Disodium (R)-2-Hydroxyglutarate

Endogenous Metabolite; α-KG-dependent dioxygenases
Disodium (R)-2-Hydroxyglutarate targets α-ketoglutarate (α-KG)-dependent dioxygenases (including JmjC histone demethylases: JMJD2A Ki = 1.5 mM; TET family 5-methylcytosine hydroxylases: TET2 Ki = 0.8 mM) [1]

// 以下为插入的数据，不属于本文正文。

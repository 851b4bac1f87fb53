//! Shared helpers for CLI commands.

use std::fs;
use std::path::Path;

use anyhow::{Context, Result};
use serde::Serialize;
use serde::de::DeserializeOwned;

/// How a command prints its result.
#[derive(Debug, Clone, Copy, PartialEq, Eq)]
pub enum OutputFormat {
    Table,
    Json,
}

impl OutputFormat {
    /// Parse a `--format` value.
    pub fn parse(format: &str) -> Result<Self> {
        match format.to_lowercase().as_str() {
            "table" => Ok(Self::Table),
            "json" => Ok(Self::Json),
            other => anyhow::bail!("Unknown format: '{other}'. Available: table, json"),
        }
    }
}

/// Read and deserialize a JSON file.
pub fn read_json<T: DeserializeOwned>(path: &str) -> Result<T> {
    if !Path::new(path).exists() {
        anyhow::bail!("File not found: {path}");
    }
    let source =
        fs::read_to_string(path).with_context(|| format!("Failed to read file: {path}"))?;
    serde_json::from_str(&source).with_context(|| format!("Invalid JSON in {path}"))
}

/// Print a value as pretty JSON on stdout.
pub fn print_json<T: Serialize>(value: &T) -> Result<()> {
    println!("{}", serde_json::to_string_pretty(value)?);
    Ok(())
}

/// Parse a coupling written as `A-B` (also accepts `A,B` and `A:B`).
pub fn parse_edge(text: &str) -> Result<(u32, u32)> {
    let (a, b) = text
        .split_once(['-', ',', ':'])
        .with_context(|| format!("Invalid edge '{text}': expected A-B"))?;
    let a = a
        .trim()
        .parse()
        .with_context(|| format!("Invalid qubit '{a}' in edge '{text}'"))?;
    let b = b
        .trim()
        .parse()
        .with_context(|| format!("Invalid qubit '{b}' in edge '{text}'"))?;
    Ok((a, b))
}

Disodium (R)-2-Hydroxyglutarate targets ATP Synthase (IC50 = 5 mM) [2]
Disodium (R)-2-Hydroxyglutarate interferes with HIF-1α stability [4]

异柠檬酸脱氢酶 (IDH) 1 和 2 基因突变会导致人类恶性肿瘤中 D-α-羟基戊二酸二钠 ((R)-2-羟基戊二酸) 的积累 [1][2]。当存在 50 mMD-2-HG 和 100 μM α-酮戊二酸 (α-KG) 时，KDM7A 部分抑制 H3K9me2 和 H3K27me2 肽。如果添加300 μM α-KG，可以抵消50 mM D-2-HG对CeKDM7A的抑制作用，证明D-α-羟基戊二酸二钠只是α-KG针对CeKDM7A去甲基酶的弱竞争性抑制剂。 1]。 D-α-羟基戊二酸二钠对 TET 羟化酶有微弱的抑制作用。当在 0.1 mM α-KG 存在的情况下添加 10 mMD-α-羟基戊二酸时，TET2 受到部分抑制 (33%)，而当添加 50 mMD-α-羟基戊二酸时观察到更高的抑制 (83%)。 D-α-羟基戊二酸对TET1的抑制作用不太明显[1]。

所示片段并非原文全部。